Of course, you would use the whites as aperitifs or with a fish or chicken dish, and the reds with grilled meats, cheese or a good cigar, giving the reds a bit of a chill (20 minutes in the fridge).

South African wines are honest wines at honest prices, but who knows what will happen as the excitement builds. Now is the time to explore and familiarize yourself with what they have to offer. Good deals abound!

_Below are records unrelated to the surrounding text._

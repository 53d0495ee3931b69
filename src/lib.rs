pub mod config;
pub mod models;
pub mod routes;
pub mod services;

#[cfg(test)]
mod test_support;

use std::sync::Arc;

use axum::{
    routing::{get, post, put},
    Router,
};
use tower_http::trace::TraceLayer;

use config::Config;
use services::accounts::AccountService;
use services::email::EmailService;
use services::search::SearchEngine;

/// Application state shared across all handlers.
#[derive(Clone)]
pub struct AppState {
    pub config: Arc<Config>,
    pub accounts: AccountService,
    pub search: SearchEngine,
    pub email: Option<Arc<EmailService>>,
}

pub fn router(state: AppState) -> Router {
    Router::new()
        .route("/health", get(routes::health::health_check))
        .route("/metrics", get(routes::metrics::metrics_handler))
        // Search
        .route("/json", get(routes::search::all))
        .route("/json/{cafeterias}", get(routes::search::by_cafeterias))
        .route("/json/{cafeterias}/{*queries}", get(routes::search::by_queries))
        .route("/today/{cafeterias}", get(routes::search::today))
        .route("/tomorrow/{cafeterias}", get(routes::search::tomorrow))
        // Accounts
        .route("/register", post(routes::accounts::register))
        .route("/login/{email}/{key}", get(routes::accounts::login))
        .route("/edit/{email}/{key}", put(routes::accounts::edit))
        .route(
            "/del/{email}/{key}",
            post(routes::accounts::request_deletion).get(routes::accounts::confirm_deletion),
        )
        .layer(TraceLayer::new_for_http())
        .with_state(state)
}
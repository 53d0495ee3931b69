use axum::{
    extract::{Path, State},
    http::StatusCode,
    Json,
};
use tracing::error;

use crate::models::cafeteria::{self, Cafeteria};
use crate::models::menu::MenuCorpus;
use crate::routes::{api_error, ApiError};
use crate::services::{date, menu_cache::MenuCacheError, search};
use crate::AppState;

fn parse_cafeterias(codes: &str) -> Result<Vec<Cafeteria>, ApiError> {
    cafeteria::decode_list(codes).map_err(|e| api_error(StatusCode::NOT_FOUND, e.to_string()))
}

fn unavailable(e: MenuCacheError) -> ApiError {
    error!("Menu data unavailable: {e}");
    api_error(StatusCode::SERVICE_UNAVAILABLE, "Menu data unavailable")
}

/// GET /json
pub async fn all(State(state): State<AppState>) -> Result<Json<MenuCorpus>, ApiError> {
    let cafeterias = state.config.cafeterias.clone();
    let corpus = state.search.overview(&cafeterias).await.map_err(unavailable)?;
    Ok(Json(corpus))
}

/// GET /json/{cafeterias}
pub async fn by_cafeterias(
    State(state): State<AppState>,
    Path(codes): Path<String>,
) -> Result<Json<MenuCorpus>, ApiError> {
    let cafeterias = parse_cafeterias(&codes)?;
    let corpus = state.search.overview(&cafeterias).await.map_err(unavailable)?;
    Ok(Json(corpus))
}

/// GET /json/{cafeterias}/{*queries}; queries are separated by `/`.
pub async fn by_queries(
    State(state): State<AppState>,
    Path((codes, queries)): Path<(String, String)>,
) -> Result<Json<MenuCorpus>, ApiError> {
    let cafeterias = parse_cafeterias(&codes)?;
    let queries: Vec<String> = queries
        .split('/')
        .filter(|q| !q.is_empty())
        .map(str::to_string)
        .collect();
    let corpus = state
        .search
        .search_many(Some(queries.as_slice()), &cafeterias)
        .await
        .map_err(unavailable)?;
    Ok(Json(corpus))
}

async fn on_day(state: &AppState, codes: &str, iso_date: &str) -> Result<Json<MenuCorpus>, ApiError> {
    let cafeterias = parse_cafeterias(codes)?;
    let corpus = state.search.overview(&cafeterias).await.map_err(unavailable)?;
    Ok(Json(search::on_day(&corpus, iso_date)))
}

/// GET /today/{cafeterias}
pub async fn today(
    State(state): State<AppState>,
    Path(codes): Path<String>,
) -> Result<Json<MenuCorpus>, ApiError> {
    on_day(&state, &codes, &date::today()).await
}

/// GET /tomorrow/{cafeterias}
pub async fn tomorrow(
    State(state): State<AppState>,
    Path(codes): Path<String>,
) -> Result<Json<MenuCorpus>, ApiError> {
    on_day(&state, &codes, &date::tomorrow()).await
}

#[cfg(test)]
mod tests {
    use crate::models::cafeteria::Cafeteria;
    use crate::models::menu::MenuCorpus;
    use crate::test_support::{test_state, FakeMenuSite};
    use axum::{
        body::Body,
        http::{Request, StatusCode},
    };
    use tempfile::TempDir;
    use tower::ServiceExt;

    async fn get(site: &FakeMenuSite, tmp: &TempDir, uri: &str) -> (StatusCode, Vec<u8>) {
        let app = crate::router(test_state(site, tmp.path()));
        let response = app
            .oneshot(Request::builder().uri(uri).body(Body::empty()).unwrap())
            .await
            .unwrap();
        let status = response.status();
        let body = axum::body::to_bytes(response.into_body(), usize::MAX)
            .await
            .unwrap();
        (status, body.to_vec())
    }

    async fn site() -> FakeMenuSite {
        let site = FakeMenuSite::start().await;
        site.set_page(Cafeteria::Nordmensa, false, FakeMenuSite::nordmensa_page());
        site
    }

    #[tokio::test]
    async fn test_json_overview() {
        let site = site().await;
        let tmp = TempDir::new().unwrap();
        let (status, body) = get(&site, &tmp, "/json").await;
        assert_eq!(status, StatusCode::OK);
        let corpus: MenuCorpus = serde_json::from_slice(&body).unwrap();
        // cafeterias with no days are left out
        assert_eq!(corpus.keys().collect::<Vec<_>>(), vec!["Nordmensa"]);
        assert_eq!(corpus["Nordmensa"].len(), 2);
    }

    #[tokio::test]
    async fn test_json_queries() {
        let site = site().await;
        let tmp = TempDir::new().unwrap();
        let (status, body) = get(&site, &tmp, "/json/nz/spaghetti/curry").await;
        assert_eq!(status, StatusCode::OK);
        let corpus: MenuCorpus = serde_json::from_slice(&body).unwrap();
        let week = &corpus["Nordmensa"];
        assert_eq!(week["2024-10-14"][0].name, "Spaghetti");
        assert_eq!(week["2024-10-16"].len(), 1);
        assert_eq!(week["2024-10-16"][0].name, "Gemüsecurry");
    }

    #[tokio::test]
    async fn test_unknown_cafeteria_is_404() {
        let site = site().await;
        let tmp = TempDir::new().unwrap();
        let (status, body) = get(&site, &tmp, "/json/nx").await;
        assert_eq!(status, StatusCode::NOT_FOUND);
        let error: serde_json::Value = serde_json::from_slice(&body).unwrap();
        assert!(error["error"].as_str().unwrap().contains('x'));
    }

    #[tokio::test]
    async fn test_today_has_at_most_one_day() {
        let site = site().await;
        let tmp = TempDir::new().unwrap();
        let (status, body) = get(&site, &tmp, "/today/n").await;
        assert_eq!(status, StatusCode::OK);
        let corpus: MenuCorpus = serde_json::from_slice(&body).unwrap();
        for week in corpus.values() {
            assert_eq!(week.keys().collect::<Vec<_>>(), vec![&crate::services::date::today()]);
        }
    }
}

South African Wine Review score — notes — region — price
Whites, Rosé & Sparkling:
Graham Beck NV Brut ★★★★ A Special Occasion Wine $18
Mulderbosch ’12 Rosé ★★★★ Very Tasty Pink $10
Fleur de Cap ’11 Chardonnay ★★★★ Lightly Oaked Chard $11
Doug Green ’12 Sauvignon Blanc ★★★★ Nice Crisp White $10
Royal ’12 Old Vines Steen ★★★★ Our Favorite Chenin Blanc $12
House of Mandela ’13 Chenin Blanc ★★★½ Another Interesting Wine $12
Cederberg ’12 “Bukettraube” ★★★★ A Stand in for Chenin or Riesling $15
Man Vintners ’12 Chenin Blanc ★★★½ Another Nice Chenin and Best Buy $10
Reds and Blends:
Flagstone ’09 Dragon Tree ★★★★ Our Top Rated Red Blend $17
Ernie Els ’11 “Big Easy” ★★★★ A Big Bold Blend $18
Graham Beck ’11 Game Reserve ★★★★ Another Pleasant Blend $17
Robertson ’10 Shiraz ★★★★ Very Drinkable Shiraz and a Best Buy $11
Graham Beck ’09 Railroad Red ★★★★ Interesting Blend, Good Value $14
Seven Sisters ’12 Dawn ★★★★ A Pinotage/Shiraz Blend $12
Fairview ’08 Shiraz ★★★½ Another Favorite $14
House of Mandela ’12 Pinotage ★★★½ Good Value Here $12

Our four-star rating system and how it might compare to the Wine Spectator 100-point scale: ★ Good (80-84), ★★ Very Good (85-87), ★★★ Very Good/Excellent (88-89), ★★★★ Excellent (90+). All ratings are only opinions of our tasters and not meant to detract from your personal favorites.